Higher use of plant-based alternatives would also exacerbate pressures on land and supply chains for sustainable forestry products. And these material switches could be about to increase exponentially: countries around the world have just agreed to pursue a treaty on plastics. If it prioritises only ditching plastic over ditching disposables altogether, there could be unintended environmental consequences on a global scale.
More urgency, foresight and holistic thinking are clearly needed. Yet the government continues to address single use by playing plastics ‘Whack-a-mole’, banning one product at a time: sauce sachets and tobacco filters are currently under the spotlight. This approach is inefficient and ineffective, when systemic solutions should be found to this systemic problem.
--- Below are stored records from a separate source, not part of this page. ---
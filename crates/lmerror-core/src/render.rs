//! Stable multi-line text form of an error value
//!
//! ```text
//! 2024-10-29T16:56:32.123Z / LMError
//! db timeout (db_timeout_01)
//! HTTP 503
//! Retry-After: 120
//! {"error":"unavailable"}
//! <previous error, rendered the same way>
//! ```

use serde_json::Value;

use crate::response::ResponseSnapshot;
use crate::value::ErrorValue;

/// Platform line separator
pub const EOL: &str = if cfg!(windows) { "\r\n" } else { "\n" };

/// Type identifier shown on the header line
pub const TYPE_NAME: &str = "LMError";

impl ErrorValue {
    /// Render the error and its chain
    ///
    /// The output depends only on the current state, so repeated calls agree
    /// until a previous error is linked. Every line, the last included, ends
    /// with [`EOL`].
    pub fn render(&self) -> String {
        let mut blocks = vec![self.render_header(), self.render_descriptor()];

        if let Some(response) = self.response() {
            blocks.push(render_response(response));
        }

        if let Some(previous) = self.previous() {
            blocks.push(render_previous(previous));
        }

        let mut text = blocks.join(EOL);
        text.push_str(EOL);
        text
    }

    fn render_header(&self) -> String {
        format!("{:.3} / {TYPE_NAME}", self.timestamp())
    }

    fn render_descriptor(&self) -> String {
        format!("{} ({})", self.message(), self.code())
    }
}

fn render_response(response: &ResponseSnapshot) -> String {
    let mut lines = vec![format!("HTTP {}", response.status_code())];

    for header in response.headers().unwrap_or_default() {
        lines.push(format!("{}: {}", header.name(), header.value()));
    }

    if let Some(body) = response.body() {
        lines.push(render_body(body));
    }

    lines.join(EOL)
}

fn render_body(body: &Value) -> String {
    body.to_string()
}

fn render_previous(previous: &(dyn std::error::Error + Send + Sync + 'static)) -> String {
    if let Some(value) = previous.downcast_ref::<ErrorValue>() {
        return value.render().trim_end().to_owned();
    }

    previous.to_string().trim_end().to_owned()
}
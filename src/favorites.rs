//! Locally persisted set of favorited employer ids.
//!
//! Favorites are independent of search: an id stays favorited whether or not
//! the employer appears in the current results, and the search pipeline never
//! consults this store. The presentation layer applies
//! [`FavoritesStore::retain_favorites`] when a "favorites only" view is on.
//!
//! The file-backed store keeps the set as a JSON array of ids and rewrites
//! the whole file on every change (temp file + rename). Persistence failures
//! are logged; the in-memory set stays authoritative for the process.

use crate::employer::{Employer, EmployerId};
use std::collections::{BTreeSet, HashSet};
use std::fs;
use std::io::ErrorKind;
use std::path::{Path, PathBuf};
use std::sync::{Mutex, MutexGuard, PoisonError};

/// Set of favorited employer ids.
///
/// All operations are synchronous. A mutex serializes mutations, so each
/// `toggle` or `clear` (including its file write) is atomic with respect to
/// the others. Share one instance per process behind an `Arc`.
///
/// ```
/// use employer_search::FavoritesStore;
///
/// let favorites = FavoritesStore::in_memory();
/// assert!(favorites.toggle(45456));
/// assert!(favorites.is_favorite(45456));
/// assert!(!favorites.toggle(45456));
/// assert!(favorites.all_favorite_ids().is_empty());
/// ```
#[derive(Debug)]
pub struct FavoritesStore {
    ids: Mutex<BTreeSet<EmployerId>>,
    path: Option<PathBuf>,
}

impl FavoritesStore {
    /// Store that lives only as long as the process.
    pub fn in_memory() -> Self {
        FavoritesStore {
            ids: Mutex::new(BTreeSet::new()),
            path: None,
        }
    }

    /// Store persisted at `path`.
    ///
    /// A missing file starts an empty set. An unreadable or malformed file
    /// also starts empty (logged) and is replaced on the next change.
    pub fn open(path: impl Into<PathBuf>) -> Self {
        let path = path.into();
        let ids = load_ids(&path);
        debug!("Loaded {} favorites from {}", ids.len(), path.display());

        FavoritesStore {
            ids: Mutex::new(ids),
            path: Some(path),
        }
    }

    pub fn path(&self) -> Option<&Path> {
        self.path.as_deref()
    }

    fn lock(&self) -> MutexGuard<'_, BTreeSet<EmployerId>> {
        self.ids.lock().unwrap_or_else(PoisonError::into_inner)
    }

    /// Flip the favorite state of `id`. Returns `true` if it is now a favorite.
    pub fn toggle(&self, id: EmployerId) -> bool {
        let mut ids = self.lock();
        let now_favorite = if ids.remove(&id) {
            false
        } else {
            ids.insert(id);
            true
        };
        self.persist(&ids);

        debug!("Favorite {} -> {}", id, now_favorite);
        now_favorite
    }

    pub fn is_favorite(&self, id: EmployerId) -> bool {
        self.lock().contains(&id)
    }

    /// Snapshot of every favorited id.
    pub fn all_favorite_ids(&self) -> HashSet<EmployerId> {
        self.lock().iter().copied().collect()
    }

    pub fn len(&self) -> usize {
        self.lock().len()
    }

    pub fn is_empty(&self) -> bool {
        self.lock().is_empty()
    }

    /// Remove every favorite, including the persisted file.
    ///
    /// If the file cannot be removed the set is left untouched, so memory
    /// and disk never disagree about what is favorited.
    pub fn clear(&self) {
        let mut ids = self.lock();

        if let Some(path) = &self.path {
            match fs::remove_file(path) {
                Ok(()) => {}
                Err(e) if e.kind() == ErrorKind::NotFound => {}
                Err(e) => {
                    warn!("Failed to remove favorites file {}: {}", path.display(), e);
                    return;
                }
            }
        }

        ids.clear();
    }

    /// Keep only favorited employers, preserving order.
    pub fn retain_favorites(&self, employers: Vec<Employer>) -> Vec<Employer> {
        let ids = self.lock();
        employers
            .into_iter()
            .filter(|e| ids.contains(&e.id))
            .collect()
    }

    fn persist(&self, ids: &BTreeSet<EmployerId>) {
        let Some(path) = &self.path else {
            return;
        };

        if let Err(e) = write_ids(path, ids) {
            warn!("Failed to persist favorites to {}: {}", path.display(), e);
        }
    }
}

impl Default for FavoritesStore {
    fn default() -> Self {
        Self::in_memory()
    }
}

fn load_ids(path: &Path) -> BTreeSet<EmployerId> {
    let bytes = match fs::read(path) {
        Ok(bytes) => bytes,
        Err(e) if e.kind() == ErrorKind::NotFound => return BTreeSet::new(),
        Err(e) => {
            warn!("Failed to read favorites file {}: {}", path.display(), e);
            return BTreeSet::new();
        }
    };

    serde_json::from_slice(&bytes).unwrap_or_else(|e| {
        warn!("Ignoring malformed favorites file {}: {}", path.display(), e);
        BTreeSet::new()
    })
}

fn write_ids(path: &Path, ids: &BTreeSet<EmployerId>) -> crate::error::Result<()> {
    if let Some(parent) = path.parent().filter(|p| !p.as_os_str().is_empty()) {
        fs::create_dir_all(parent)?;
    }

    let bytes = serde_json::to_vec(ids)?;
    let mut tmp = path.as_os_str().to_owned();
    tmp.push(".tmp");
    let tmp = PathBuf::from(tmp);

    fs::write(&tmp, bytes)?;
    fs::rename(&tmp, path)?;
    Ok(())
}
Existing opportunities are being missed
Reforms to the extended producer responsibility (EPR) regime for packaging which, from 2024, will shift most of the cost burden of managing packaging waste onto companies, present a chance to encourage reuse by reducing compliance fees for refillable packaging and subsidising reuse initiatives. But the government is overlooking this opportunity, choosing only to support recycling.
Likewise, whereas Germany and the Netherlands include reusable bottles in their deposit return schemes (DRS) for drinks containers, England has indicated no such intention. To be really effective, DRS should be supporting glass bottle refill systems, but the plan as it stands is so unambitious it won’t even be supporting glass recycling. It is not too late to ensure that both EPR and DRS schemes also support refills.
The power to impose a charge for single use items is one of several new policy tools available to tackle throwaway culture, offering the chance to intervene at the top of the waste hierarchy before items reach the market. Other tools include producer responsibility obligations, which could be deployed to make companies hit reuse targets, and resource efficiency requirements which could demand that items are designed for reuse.
A bold government plan to use these powers, alongside other measures around reuse systems, could galvanise businesses faster towards a circular economic transition and set an example for other countries in the global plastics treaty to follow.